Aidiniou could not compete for the 1974–75 season as his transfer was considered overdue. For the whole season he only contested in friendly matches and training courses and that humped his adaptation to his new club. In Olympiacos Aidiniou failed to demonstrate the same level of football as he did in Iraklis and he was released from Olympiacos after the 1977–78 season. Aidiniou appeared in a total of 40 league matches for Olympiacos, scoring 7 goals.

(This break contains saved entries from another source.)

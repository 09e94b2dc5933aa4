//! Parking repositories
//!
//! Collaborator contracts consumed by the scanner, and their Postgres
//! implementation over the parking service schema.

use super::types::*;
use crate::error::{Error, Result};
use async_trait::async_trait;
use chrono::{DateTime, Utc};
use sqlx::{FromRow, PgPool};

#[async_trait]
pub trait ZoneRepository: Send + Sync {
    async fn list_zones(&self) -> Result<Vec<Zone>>;
    async fn list_places_with_location(&self, zone_id: ZoneId) -> Result<Vec<PlaceLocation>>;
    async fn mark_checked(&self, zone_id: ZoneId, at: DateTime<Utc>) -> Result<()>;
}

#[async_trait]
pub trait BookingRepository: Send + Sync {
    /// Bookings active at `now`
    async fn list_active(&self, now: DateTime<Utc>) -> Result<Vec<Booking>>;
}

#[async_trait]
pub trait ViolationRepository: Send + Sync {
    async fn list_by_place(&self, place_id: PlaceId) -> Result<Vec<ViolationRecord>>;
    async fn create(&self, violation: NewViolation) -> Result<ViolationRecord>;
}

#[async_trait]
pub trait PlaceRepository: Send + Sync {
    async fn set_status(&self, place_id: PlaceId, status: PlaceStatus) -> Result<()>;
}

#[async_trait]
pub trait CameraRepository: Send + Sync {
    /// Snapshot reference of every camera in the zone
    async fn get_snapshots(&self, zone_id: ZoneId) -> Result<Vec<CameraSnapshot>>;
}

/// Booking status id meaning "active"
const BOOKING_STATUS_ACTIVE: i32 = 1;

#[derive(FromRow)]
struct PlaceLocationRow {
    place_id: i32,
    place_number: i32,
    location: Option<serde_json::Value>,
}

impl From<PlaceLocationRow> for PlaceLocation {
    fn from(row: PlaceLocationRow) -> Self {
        let location = match row.location {
            Some(value) => serde_json::from_value(value).unwrap_or_else(|e| {
                tracing::warn!(place_id = row.place_id, error = %e, "Unreadable place polygon");
                Polygon::default()
            }),
            None => Polygon::default(),
        };
        PlaceLocation {
            place_id: row.place_id,
            place_number: row.place_number,
            location,
        }
    }
}

/// Postgres-backed store
#[derive(Clone)]
pub struct PgParkingStore {
    pool: PgPool,
}

impl PgParkingStore {
    /// Create new store
    pub fn new(pool: PgPool) -> Self {
        Self { pool }
    }
}

// Timestamp columns are `timestamp without time zone` holding UTC

#[async_trait]
impl ZoneRepository for PgParkingStore {
    async fn list_zones(&self) -> Result<Vec<Zone>> {
        let zones = sqlx::query_as::<_, Zone>(
            r#"
            SELECT id, zone_name AS name, update_time AT TIME ZONE 'UTC' AS last_checked_at
            FROM parking_zones
            ORDER BY id
            "#,
        )
        .fetch_all(&self.pool)
        .await?;

        Ok(zones)
    }

    async fn list_places_with_location(&self, zone_id: ZoneId) -> Result<Vec<PlaceLocation>> {
        let rows = sqlx::query_as::<_, PlaceLocationRow>(
            r#"
            SELECT DISTINCT ON (p.id) p.id AS place_id, p.place_number, cpp.location
            FROM parking_places p
            LEFT JOIN camera_parking_places cpp ON cpp.parking_place_id = p.id
            WHERE p.parking_zone_id = $1
            ORDER BY p.id, cpp.id
            "#,
        )
        .bind(zone_id)
        .fetch_all(&self.pool)
        .await?;

        Ok(rows.into_iter().map(PlaceLocation::from).collect())
    }

    async fn mark_checked(&self, zone_id: ZoneId, at: DateTime<Utc>) -> Result<()> {
        let result = sqlx::query(
            "UPDATE parking_zones SET update_time = $1::timestamptz AT TIME ZONE 'UTC' WHERE id = $2",
        )
        .bind(at)
        .bind(zone_id)
        .execute(&self.pool)
        .await?;

        if result.rows_affected() == 0 {
            return Err(Error::Repository(format!("zone {} not found", zone_id)));
        }
        Ok(())
    }
}

#[async_trait]
impl BookingRepository for PgParkingStore {
    async fn list_active(&self, now: DateTime<Utc>) -> Result<Vec<Booking>> {
        let bookings = sqlx::query_as::<_, Booking>(
            r#"
            SELECT id, parking_place_id AS place_id,
                   start_time AT TIME ZONE 'UTC' AS start_time,
                   end_time AT TIME ZONE 'UTC' AS end_time
            FROM bookings
            WHERE booking_status_id = $1
              AND start_time <= ($2::timestamptz AT TIME ZONE 'UTC')
              AND (end_time IS NULL OR end_time >= ($2::timestamptz AT TIME ZONE 'UTC'))
            "#,
        )
        .bind(BOOKING_STATUS_ACTIVE)
        .bind(now)
        .fetch_all(&self.pool)
        .await?;

        Ok(bookings)
    }
}

#[async_trait]
impl ViolationRepository for PgParkingStore {
    async fn list_by_place(&self, place_id: PlaceId) -> Result<Vec<ViolationRecord>> {
        let records = sqlx::query_as::<_, ViolationRecord>(
            r#"
            SELECT id, parking_place_id AS place_id, car_number,
                   "timestamp" AT TIME ZONE 'UTC' AS "timestamp"
            FROM violations
            WHERE parking_place_id = $1
            ORDER BY "timestamp" DESC
            "#,
        )
        .bind(place_id)
        .fetch_all(&self.pool)
        .await?;

        Ok(records)
    }

    async fn create(&self, violation: NewViolation) -> Result<ViolationRecord> {
        let record = sqlx::query_as::<_, ViolationRecord>(
            r#"
            INSERT INTO violations (parking_place_id, car_number, "timestamp")
            VALUES ($1, $2, $3::timestamptz AT TIME ZONE 'UTC')
            RETURNING id, parking_place_id AS place_id, car_number,
                      "timestamp" AT TIME ZONE 'UTC' AS "timestamp"
            "#,
        )
        .bind(violation.place_id)
        .bind(&violation.car_number)
        .bind(violation.timestamp)
        .fetch_one(&self.pool)
        .await?;

        Ok(record)
    }
}

#[async_trait]
impl PlaceRepository for PgParkingStore {
    async fn set_status(&self, place_id: PlaceId, status: PlaceStatus) -> Result<()> {
        let result = sqlx::query("UPDATE parking_places SET place_status_id = $1 WHERE id = $2")
            .bind(status.status_id())
            .bind(place_id)
            .execute(&self.pool)
            .await?;

        if result.rows_affected() == 0 {
            return Err(Error::Repository(format!("place {} not found", place_id)));
        }
        Ok(())
    }
}

#[async_trait]
impl CameraRepository for PgParkingStore {
    async fn get_snapshots(&self, zone_id: ZoneId) -> Result<Vec<CameraSnapshot>> {
        let snapshots = sqlx::query_as::<_, CameraSnapshot>(
            r#"
            SELECT id AS camera_id, NULLIF(url, '') AS image_url
            FROM cameras
            WHERE parking_zone_id = $1
            ORDER BY id
            "#,
        )
        .bind(zone_id)
        .fetch_all(&self.pool)
        .await?;

        Ok(snapshots)
    }
}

Aidiniou returned to Iraklis for the 1978–79 season appearing in 13 matches and failing to score any goals. He retired after that season, aged 31. In his two spells with Iraklis Aidiniou totalled 232 appearances and 57 goals.

==International career==
Aidiniou scored in his debut for Greece in a 4–1 win against Egypt in Athens. His last match for Greece came on 15 May 1974, under Alketas Panagoulias, in a friendly match against Poland. Aidiniou appeared in seven matches of Greece, managing to score three goals.

==Managerial career==
Aidiniou had a stint as Iraklis' manager together with Giorgos Koudas in 1987. He has also held several positions in the club's technical staff.

==Outside football==
Aidiniou wanted to become a doctor, before deciding to stick at football. After retiring from football he was involved in "Iraklis Former Footballer's Club" becoming its president.